Chapitre 44

78 6 13
                                        


D'aussi loin que je me souvienne, j'ai toujours été une très mauvaise perdante.  Je pouvais taper une crise pour un +4 au Uno ou renverser la table au Monopoly lorsque je tombais sur la case prison. Mais jamais je ne me serais dis que j'étais une mauvaise gagnante.

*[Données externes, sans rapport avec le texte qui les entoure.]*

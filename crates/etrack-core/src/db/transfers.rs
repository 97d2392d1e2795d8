//! Embryo transfer database operations.

use chrono::NaiveDate;
use rusqlite::params;

use super::{Database, DbResult, StoreError};
use crate::models::EmbryoTransfer;

impl Database {
    /// Insert a recorded embryo transfer.
    pub fn insert_transfer(&self, transfer: &EmbryoTransfer) -> DbResult<()> {
        self.conn.execute(
            r#"
            INSERT INTO embryo_transfers (
                id, recipient_id, transfer_date, reference_date, created_at
            ) VALUES (?1, ?2, ?3, ?4, ?5)
            "#,
            params![
                transfer.id,
                transfer.recipient_id,
                transfer.transfer_date.to_string(),
                transfer.reference_date.to_string(),
                transfer.created_at,
            ],
        )?;
        Ok(())
    }

    /// All transfers a recipient received on a given date. Twins produce
    /// multiple rows; the earliest reference date anchors gestation math.
    pub fn list_transfers(
        &self,
        recipient_id: &str,
        transfer_date: NaiveDate,
    ) -> DbResult<Vec<EmbryoTransfer>> {
        let mut stmt = self.conn.prepare(
            r#"
            SELECT id, recipient_id, transfer_date, reference_date, created_at
            FROM embryo_transfers
            WHERE recipient_id = ?1 AND transfer_date = ?2
            ORDER BY reference_date ASC
            "#,
        )?;

        let rows = stmt.query_map(params![recipient_id, transfer_date.to_string()], |row| {
            Ok((
                row.get::<_, String>(0)?,
                row.get::<_, String>(1)?,
                row.get::<_, String>(2)?,
                row.get::<_, String>(3)?,
                row.get::<_, String>(4)?,
            ))
        })?;

        let mut transfers = Vec::new();
        for row in rows {
            let (id, recipient_id, transfer_date, reference_date, created_at) = row?;
            transfers.push(EmbryoTransfer {
                id,
                recipient_id,
                transfer_date: parse_date(&transfer_date)?,
                reference_date: parse_date(&reference_date)?,
                created_at,
            });
        }
        Ok(transfers)
    }
}

pub(crate) fn parse_date(s: &str) -> Result<NaiveDate, StoreError> {
    s.parse::<NaiveDate>()
        .map_err(|_| StoreError::Invalid(format!("date: {s}")))
}
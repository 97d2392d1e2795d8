//! Gestation date arithmetic.
//!
//! All gestation math is anchored on the FIV lot opening date (D0), not on
//! the transfer date itself.

use chrono::{Duration, NaiveDate};

/// Bovine gestation length used for the expected due date.
pub const GESTATION_DAYS: i64 = 275;

/// Expected due date: D0 + 275 days.
pub fn due_date(reference: NaiveDate) -> NaiveDate {
    reference + Duration::days(GESTATION_DAYS)
}

/// Days of gestation elapsed on a given day.
pub fn days_pregnant(reference: NaiveDate, on: NaiveDate) -> i64 {
    (on - reference).num_days()
}
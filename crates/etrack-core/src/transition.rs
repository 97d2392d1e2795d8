//! Reproductive status state machine.
//!
//! Every workflow step declares the statuses it may be performed from; the
//! check is a pure function so the batch reconciler can evaluate the whole
//! lot before issuing a single write.

use thiserror::Error;

use crate::models::ReproductiveStatus;

/// A workflow step requested against a recipient.
#[derive(Debug, Clone, Copy, PartialEq, Eq)]
pub enum TransitionAction {
    /// Enroll the recipient in a synchronization protocol
    EnterProtocol,
    /// Finish protocol step 1 (starts synchronization)
    FinishSyncStep,
    /// Finish protocol step 2 (recipient becomes synchronized)
    FinishSecondStep,
    /// Perform the embryo transfer
    PerformTransfer,
    /// Record a pregnancy diagnosis
    PerformPregnancyCheck,
    /// Record a fetal sexing
    PerformSexing,
}

impl TransitionAction {
    /// Statuses this action may legally be performed from.
    pub fn allowed_from(&self) -> &'static [ReproductiveStatus] {
        match self {
            TransitionAction::EnterProtocol | TransitionAction::FinishSyncStep => {
                &[ReproductiveStatus::Empty]
            }
            TransitionAction::FinishSecondStep => &[ReproductiveStatus::SyncStarted],
            TransitionAction::PerformTransfer => &[ReproductiveStatus::Synchronized],
            TransitionAction::PerformPregnancyCheck => &[ReproductiveStatus::Served],
            TransitionAction::PerformSexing => &[
                ReproductiveStatus::Pregnant,
                ReproductiveStatus::PregnantRetest,
            ],
        }
    }

    /// Human-readable label of the required status set.
    pub fn required_label(&self) -> String {
        self.allowed_from()
            .iter()
            .map(ReproductiveStatus::as_str)
            .collect::<Vec<_>>()
            .join(" or ")
    }

    /// Short description used in denial messages.
    pub fn describe(&self) -> &'static str {
        match self {
            TransitionAction::EnterProtocol => "enter a synchronization protocol",
            TransitionAction::FinishSyncStep => "finish the first protocol step",
            TransitionAction::FinishSecondStep => "finish the second protocol step",
            TransitionAction::PerformTransfer => "receive an embryo transfer",
            TransitionAction::PerformPregnancyCheck => "record a pregnancy diagnosis",
            TransitionAction::PerformSexing => "record a fetal sexing",
        }
    }
}

/// A rejected status transition, with a reason fit for the technician.
#[derive(Debug, Clone, PartialEq, Eq, Error)]
#[error(
    "recipient must be {} to {}, current status is {current}",
    action.required_label(),
    action.describe()
)]
pub struct TransitionDenied {
    pub current: ReproductiveStatus,
    pub action: TransitionAction,
}

/// Check whether `action` may be performed from `current`.
pub fn validate_transition(
    current: ReproductiveStatus,
    action: TransitionAction,
) -> Result<(), TransitionDenied> {
    if action.allowed_from().contains(&current) {
        Ok(())
    } else {
        Err(TransitionDenied { current, action })
    }
}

J'ai pourtant eu ce que je voulais : nous n'irons pas risquer notre vie dans ce bourbier que papa décrétait comme la meilleure des solutions. Nous avions tout tenté pour sauver le monde et rien n'y faisait alors il était enfin temps de se laisser aller. À chaque tentative, la situation empirait, j'en avais assez de me battre et de risquer ma peau pour un rien.

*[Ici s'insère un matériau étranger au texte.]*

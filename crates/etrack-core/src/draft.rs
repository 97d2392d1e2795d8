//! Crash-recovery drafts.
//!
//! Each workflow owns one slot in the `draft_snapshots` table. Saves are
//! debounced so rapid form edits collapse into one write, and loads validate
//! a checksum plus a 24-hour freshness window before handing the snapshot
//! back. Anything stale or corrupt is deleted rather than restored.

use std::time::{Duration, Instant};

use chrono::{DateTime, Utc};
use sha2::{Digest, Sha256};

use crate::db::{Database, DbResult};
use crate::models::{DiagnosticKind, DraftSnapshot};

/// Drafts older than this are discarded on load.
pub const DRAFT_TTL_HOURS: i64 = 24;

/// Default gap between physical writes.
pub const SAVE_DEBOUNCE: Duration = Duration::from_secs(1);

/// Persistence handle for one workflow's draft slot.
pub struct DraftStore {
    key: String,
    debounce: Duration,
    last_flush: Option<Instant>,
    pending: Option<DraftSnapshot>,
}

impl DraftStore {
    pub fn new(kind: DiagnosticKind) -> Self {
        Self::with_debounce(kind, SAVE_DEBOUNCE)
    }

    pub fn with_debounce(kind: DiagnosticKind, debounce: Duration) -> Self {
        Self {
            key: kind.draft_key().to_string(),
            debounce,
            last_flush: None,
            pending: None,
        }
    }

    /// Record the latest form state. Writes through immediately when outside
    /// the debounce window, otherwise keeps the snapshot pending for the next
    /// [`flush`](Self::flush). Returns whether a physical write happened.
    ///
    /// Blank snapshots are dropped, not persisted.
    pub fn save(&mut self, db: &Database, snapshot: &DraftSnapshot) -> DbResult<bool> {
        if !snapshot.has_content() {
            self.pending = None;
            return Ok(false);
        }
        self.pending = Some(snapshot.clone());

        let within_window = self
            .last_flush
            .is_some_and(|at| at.elapsed() < self.debounce);
        if within_window {
            return Ok(false);
        }
        self.flush(db)
    }

    /// Write the pending snapshot, if any, stamping its `saved_at`.
    pub fn flush(&mut self, db: &Database) -> DbResult<bool> {
        let Some(mut snapshot) = self.pending.take() else {
            return Ok(false);
        };
        snapshot.saved_at = Utc::now().to_rfc3339();

        let payload = serde_json::to_string(&snapshot)?;
        db.put_draft(&self.key, &payload, &checksum(&payload), &snapshot.saved_at)?;
        self.last_flush = Some(Instant::now());
        Ok(true)
    }

    /// Restore the stored draft. Returns `None` (and deletes the row) when
    /// the checksum does not match, the payload fails to parse, or the draft
    /// is older than [`DRAFT_TTL_HOURS`].
    pub fn load(&self, db: &Database) -> DbResult<Option<DraftSnapshot>> {
        let Some(stored) = db.get_draft(&self.key)? else {
            return Ok(None);
        };

        if checksum(&stored.payload) != stored.checksum {
            db.delete_draft(&self.key)?;
            return Ok(None);
        }
        let Ok(snapshot) = serde_json::from_str::<DraftSnapshot>(&stored.payload) else {
            db.delete_draft(&self.key)?;
            return Ok(None);
        };
        let fresh = DateTime::parse_from_rfc3339(&stored.saved_at)
            .map(|at| Utc::now() - at.with_timezone(&Utc) < chrono::Duration::hours(DRAFT_TTL_HOURS))
            .unwrap_or(false);
        if !fresh {
            db.delete_draft(&self.key)?;
            return Ok(None);
        }

        Ok(Some(snapshot))
    }

    /// Drop both the pending snapshot and the stored row.
    pub fn clear(&mut self, db: &Database) -> DbResult<()> {
        self.pending = None;
        db.delete_draft(&self.key)?;
        Ok(())
    }
}

fn checksum(payload: &str) -> String {
    hex::encode(Sha256::digest(payload.as_bytes()))
}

Mais cette victoire ne me laisse qu'un goût aigre dans la bouche.

Un soupir douloureux quitte mes lèvres alors que je me laisse tomber sur l'une des nombreuses chaises du bar. Mon regard se pose sur les bouteilles, délicieuses et tentatrices, et je laisse mon crâne cogner contre le bois du bar pour me sortir cette mauvaise idée de la tête. Pourtant, elle ne me lâche pas d'une semelle, et c'est comme si je mourais de l'intérieur.

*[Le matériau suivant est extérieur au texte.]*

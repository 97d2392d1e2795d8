//! Diagnostic event models.

use chrono::NaiveDate;
use serde::{Deserialize, Serialize};

use crate::sexing::FetusSex;

/// The two diagnostic workflows recorded against a lot.
#[derive(Debug, Clone, Copy, PartialEq, Eq, Hash, Serialize, Deserialize)]
pub enum DiagnosticKind {
    /// Pregnancy diagnosis (DG) after embryo transfer
    PregnancyCheck,
    /// Fetal sexing of a confirmed pregnancy
    Sexing,
}

impl DiagnosticKind {
    /// Stable wire/storage representation.
    pub fn as_str(&self) -> &'static str {
        match self {
            DiagnosticKind::PregnancyCheck => "pregnancy_check",
            DiagnosticKind::Sexing => "sexing",
        }
    }

    /// Parse the storage representation.
    pub fn parse(s: &str) -> Option<Self> {
        match s {
            "pregnancy_check" => Some(DiagnosticKind::PregnancyCheck),
            "sexing" => Some(DiagnosticKind::Sexing),
            _ => None,
        }
    }

    /// Key under which in-progress drafts for this workflow are stored.
    pub fn draft_key(&self) -> &'static str {
        match self {
            DiagnosticKind::PregnancyCheck => "dg_draft",
            DiagnosticKind::Sexing => "sexing_draft",
        }
    }
}

/// Outcome of a diagnostic act.
#[derive(Debug, Clone, Copy, PartialEq, Eq, Serialize, Deserialize)]
pub enum CheckOutcome {
    /// Pregnancy confirmed
    Pregnant,
    /// No pregnancy / no viable fetus
    Empty,
    /// Pregnant, confirmed on a retest rather than the first check
    Retest,
}

impl CheckOutcome {
    pub fn as_str(&self) -> &'static str {
        match self {
            CheckOutcome::Pregnant => "PREGNANT",
            CheckOutcome::Empty => "EMPTY",
            CheckOutcome::Retest => "RETEST",
        }
    }

    pub fn parse(s: &str) -> Option<Self> {
        match s {
            "PREGNANT" => Some(CheckOutcome::Pregnant),
            "EMPTY" => Some(CheckOutcome::Empty),
            "RETEST" => Some(CheckOutcome::Retest),
            _ => None,
        }
    }
}

/// The natural key of a diagnostic event.
///
/// At most one event may exist per (recipient, transfer date, kind); the
/// storage layer enforces this with a UNIQUE constraint and the reconciler
/// always looks rows up by this key before deciding insert vs. update.
#[derive(Debug, Clone, PartialEq, Eq, Hash)]
pub struct NaturalKey {
    pub recipient_id: String,
    pub transfer_date: NaiveDate,
    pub kind: DiagnosticKind,
}

/// The durable record of one diagnostic act.
#[derive(Debug, Clone, Serialize, Deserialize, PartialEq)]
pub struct DiagnosticEvent {
    /// Local UUID
    pub id: String,
    /// Recipient this event belongs to
    pub recipient_id: String,
    /// Transfer date of the lot (natural grouping key)
    pub transfer_date: NaiveDate,
    /// Workflow that produced the event
    pub kind: DiagnosticKind,
    /// Date the diagnosis was performed
    pub diagnosis_date: NaiveDate,
    /// Outcome of the act
    pub outcome: CheckOutcome,
    /// Number of viable fetuses (0 when empty)
    pub fetus_count: u32,
    /// Legacy single-fetus sex column, kept for older readers
    pub sex: Option<FetusSex>,
    /// Free-text notes; for sexing events this carries the encoded
    /// per-fetus payload (see [`crate::sexing`])
    pub notes: Option<String>,
    /// Responsible veterinarian (optional column, may be absent on older
    /// backends)
    pub veterinarian: Option<String>,
    /// Responsible technician (optional column, may be absent on older
    /// backends)
    pub technician: Option<String>,
    /// Creation timestamp
    pub created_at: String,
    /// Last update timestamp
    pub updated_at: String,
}

impl DiagnosticEvent {
    /// Create a new event with a fresh id and current timestamps.
    pub fn new(
        recipient_id: String,
        transfer_date: NaiveDate,
        kind: DiagnosticKind,
        diagnosis_date: NaiveDate,
        outcome: CheckOutcome,
    ) -> Self {
        let now = chrono::Utc::now().to_rfc3339();
        Self {
            id: uuid::Uuid::new_v4().to_string(),
            recipient_id,
            transfer_date,
            kind,
            diagnosis_date,
            outcome,
            fetus_count: 0,
            sex: None,
            notes: None,
            veterinarian: None,
            technician: None,
            created_at: now.clone(),
            updated_at: now,
        }
    }

    /// The (recipient, transfer date, kind) tuple identifying this event.
    pub fn natural_key(&self) -> NaturalKey {
        NaturalKey {
            recipient_id: self.recipient_id.clone(),
            transfer_date: self.transfer_date,
            kind: self.kind,
        }
    }
}
//! Recipient animal models.

use serde::{Deserialize, Serialize};

/// Reproductive status of a recipient animal.
///
/// Exactly one status holds at any time. The status is mutated only by the
/// reconciliation engine as a consequence of a recorded diagnostic event.
#[derive(Debug, Clone, Copy, PartialEq, Eq, Hash, Serialize, Deserialize)]
pub enum ReproductiveStatus {
    /// Open, no active protocol
    Empty,
    /// Synchronization protocol started (step 1 done)
    SyncStarted,
    /// Synchronized, eligible for embryo transfer
    Synchronized,
    /// Embryo transferred, awaiting pregnancy diagnosis
    Served,
    /// Diagnosed pregnant on the first check
    Pregnant,
    /// Diagnosed pregnant on a retest
    PregnantRetest,
    /// Sexed: female fetus(es) only
    PregnantFemale,
    /// Sexed: male fetus(es) only
    PregnantMale,
    /// Sexed: no fetus could be sexed
    PregnantUnsexed,
    /// Sexed: both female and male fetuses
    PregnantMixedSex,
}

impl ReproductiveStatus {
    /// Stable wire/storage representation.
    pub fn as_str(&self) -> &'static str {
        match self {
            ReproductiveStatus::Empty => "EMPTY",
            ReproductiveStatus::SyncStarted => "SYNC_STARTED",
            ReproductiveStatus::Synchronized => "SYNCHRONIZED",
            ReproductiveStatus::Served => "SERVED",
            ReproductiveStatus::Pregnant => "PREGNANT",
            ReproductiveStatus::PregnantRetest => "PREGNANT_RETEST",
            ReproductiveStatus::PregnantFemale => "PREGNANT_FEMALE",
            ReproductiveStatus::PregnantMale => "PREGNANT_MALE",
            ReproductiveStatus::PregnantUnsexed => "PREGNANT_UNSEXED",
            ReproductiveStatus::PregnantMixedSex => "PREGNANT_MIXED_SEX",
        }
    }

    /// Parse the storage representation.
    pub fn parse(s: &str) -> Option<Self> {
        match s {
            "EMPTY" => Some(ReproductiveStatus::Empty),
            "SYNC_STARTED" => Some(ReproductiveStatus::SyncStarted),
            "SYNCHRONIZED" => Some(ReproductiveStatus::Synchronized),
            "SERVED" => Some(ReproductiveStatus::Served),
            "PREGNANT" => Some(ReproductiveStatus::Pregnant),
            "PREGNANT_RETEST" => Some(ReproductiveStatus::PregnantRetest),
            "PREGNANT_FEMALE" => Some(ReproductiveStatus::PregnantFemale),
            "PREGNANT_MALE" => Some(ReproductiveStatus::PregnantMale),
            "PREGNANT_UNSEXED" => Some(ReproductiveStatus::PregnantUnsexed),
            "PREGNANT_MIXED_SEX" => Some(ReproductiveStatus::PregnantMixedSex),
            _ => None,
        }
    }

    /// True for every status that carries a confirmed pregnancy.
    pub fn is_pregnant(&self) -> bool {
        matches!(
            self,
            ReproductiveStatus::Pregnant
                | ReproductiveStatus::PregnantRetest
                | ReproductiveStatus::PregnantFemale
                | ReproductiveStatus::PregnantMale
                | ReproductiveStatus::PregnantUnsexed
                | ReproductiveStatus::PregnantMixedSex
        )
    }
}

impl std::fmt::Display for ReproductiveStatus {
    fn fmt(&self, f: &mut std::fmt::Formatter<'_>) -> std::fmt::Result {
        f.write_str(self.as_str())
    }
}

/// A recipient animal (the female receiving a transferred embryo).
#[derive(Debug, Clone, Serialize, Deserialize, PartialEq)]
pub struct RecipientAnimal {
    /// Local UUID
    pub id: String,
    /// External tag / identification string (ear tag)
    pub tag: String,
    /// Optional display name
    pub name: Option<String>,
    /// Owning farm
    pub farm_id: String,
    /// Current reproductive status
    pub status: ReproductiveStatus,
    /// Expected due date, set while pregnant (ISO date)
    pub expected_due_date: Option<chrono::NaiveDate>,
    /// Creation timestamp
    pub created_at: String,
    /// Last update timestamp
    pub updated_at: String,
}

impl RecipientAnimal {
    /// Create a new recipient with status `EMPTY`.
    pub fn new(tag: String, name: Option<String>, farm_id: String) -> Self {
        let now = chrono::Utc::now().to_rfc3339();
        Self {
            id: uuid::Uuid::new_v4().to_string(),
            tag,
            name,
            farm_id,
            status: ReproductiveStatus::Empty,
            expected_due_date: None,
            created_at: now.clone(),
            updated_at: now,
        }
    }
}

J'aurais voulu passer mes derniers jours avec mes frères et ma sœur. Avec ma belle-sœur, avec Lila, avec Ange... Mais la vie a décidé de me faire chier jusqu'au bout, apparemment !

— Oh, Gaby...

Je n'ai pas besoin de relever la tête pour savoir à qui appartient ce timbre sucré. Klaus vient s'asseoir à côté de moi, enroulant son bras autour de mes épaules, et je n'hésite pas une seconde avant de me laisser tomber contre son torse. Je suis épuisée. Epuisée de me battre, épuisée de tout cela.

— T'es venu me faire changer d'avis ? Je crache plus froidement que je le voudrais.

Mais il secoue la tête, ses doigts cheminant entre mes boucles emmêlés et mal définis. Il ne dit rien, mais je peux presque entendre ses pensées. Je sais de quoi j'ai l'air et ça me détruit, putain. J'ai l'air d'une alcoolique en manque, à deux doigts de se jeter sur les bouteilles en face d'elle.

J'ai l'air pathétique.

— Tu sais bien que non. Peu importe le résultat, je m'en foutais un peu.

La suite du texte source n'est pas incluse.